Reproduce the records below exactly as given.

── Task inputs ──

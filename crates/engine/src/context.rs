//! Service context
//!
//! Shared state for all engine services: the connection pool, the global
//! write lock that serializes mutating operations, the clock, and the RNG.
//! One context per process; services borrow it per call.

use crate::config::EngineConfig;
use bankbot_core::{Clock, SystemClock};
use bankbot_persistence::Database;
use chrono::{DateTime, Utc};
use rand::rngs::StdRng;
use rand::{Rng, SeedableRng};
use sqlx::SqlitePool;
use std::sync::Arc;
use std::sync::Mutex as StdMutex;
use tokio::sync::{Mutex, MutexGuard};

/// Context for engine operations.
///
/// Mutating operations take the write lock for their whole
/// validate-mutate-append transaction, so no two of them can pass a funds
/// check against the same stale balance. Reads bypass the lock.
pub struct ServiceContext {
    pool: SqlitePool,
    write_lock: Mutex<()>,
    clock: Arc<dyn Clock>,
    rng: StdMutex<StdRng>,
    config: EngineConfig,
}

impl ServiceContext {
    /// Production context: system clock, entropy-seeded RNG.
    pub fn new(db: &Database, config: EngineConfig) -> Self {
        Self::with_clock_and_seed(db, config, Arc::new(SystemClock), None)
    }

    /// Context with an injected clock and an optional fixed RNG seed.
    pub fn with_clock_and_seed(
        db: &Database,
        config: EngineConfig,
        clock: Arc<dyn Clock>,
        rng_seed: Option<u64>,
    ) -> Self {
        let rng = match rng_seed {
            Some(seed) => StdRng::seed_from_u64(seed),
            None => StdRng::from_entropy(),
        };
        Self {
            pool: db.pool().clone(),
            write_lock: Mutex::new(()),
            clock,
            rng: StdMutex::new(rng),
            config,
        }
    }

    pub fn pool(&self) -> &SqlitePool {
        &self.pool
    }

    pub fn config(&self) -> &EngineConfig {
        &self.config
    }

    pub fn now(&self) -> DateTime<Utc> {
        self.clock.now()
    }

    /// Serialize a mutating operation against all others.
    pub async fn lock_writes(&self) -> MutexGuard<'_, ()> {
        self.write_lock.lock().await
    }

    /// Uniform draw in `[0, 1)`.
    pub fn random_unit(&self) -> f64 {
        self.rng.lock().expect("rng lock").gen_range(0.0..1.0)
    }

    /// Bernoulli draw with probability `p`.
    pub fn random_win(&self, p: f64) -> bool {
        self.rng.lock().expect("rng lock").gen_bool(p.clamp(0.0, 1.0))
    }
}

───

Result:
filename crates/engine/src/context.rs
//! Service context
//!
//! Shared state for all engine services: the connection pool, the global
//! write lock that serializes mutating operations, the clock, and the RNG.
//! One context per process; services borrow it per call.

use crate::config::EngineConfig;
use bankbot_core::{Clock, SystemClock};
use bankbot_persistence::Database;
use chrono::{DateTime, Utc};
use rand::rngs::StdRng;
use rand::{Rng, SeedableRng};
use sqlx::SqlitePool;
use std::sync::Arc;
use std::sync::Mutex as StdMutex;
use tokio::sync::{Mutex, MutexGuard};

/// Context for engine operations.
///
/// Mutating operations take the write lock for their whole
/// validate-mutate-append transaction, so no two of them can pass a funds
/// check against the same stale balance. Reads bypass the lock.
pub struct ServiceContext {
    pool: SqlitePool,
    write_lock: Mutex<()>,
    clock: Arc<dyn Clock>,
    rng: StdMutex<StdRng>,
    config: EngineConfig,
}

impl ServiceContext {
    /// Production context: system clock, entropy-seeded RNG.
    pub fn new(db: &Database, config: EngineConfig) -> Self {
        Self::with_clock_and_seed(db, config, Arc::new(SystemClock), None)
    }

    /// Context with an injected clock and an optional fixed RNG seed.
    pub fn with_clock_and_seed(
        db: &Database,
        config: EngineConfig,
        clock: Arc<dyn Clock>,
        rng_seed: Option<u64>,
    ) -> Self {
        let rng = match rng_seed {
            Some(seed) => StdRng::seed_from_u64(seed),
            None => StdRng::from_entropy(),
        };
        Self {
            pool: db.pool().clone(),
            write_lock: Mutex::new(()),
            clock,
            rng: StdMutex::new(rng),
            config,
        }
    }

    pub fn pool(&self) -> &SqlitePool {
        &self.pool
    }

    pub fn config(&self) -> &EngineConfig {
        &self.config
    }

    pub fn now(&self) -> DateTime<Utc> {
        self.clock.now()
    }

    /// Serialize a mutating operation against all others.
    pub async fn lock_writes(&self) -> MutexGuard<'_, ()> {
        self.write_lock.lock().await
    }

    /// Uniform draw in `[0, 1)`.
    pub fn random_unit(&self) -> f64 {
        self.rng.lock().expect("rng lock").gen_range(0.0..1.0)
    }

    /// Bernoulli draw with probability `p`.
    pub fn random_win(&self, p: f64) -> bool {
        self.rng.lock().expect("rng lock").gen_bool(p.clamp(0.0, 1.0))
    }
}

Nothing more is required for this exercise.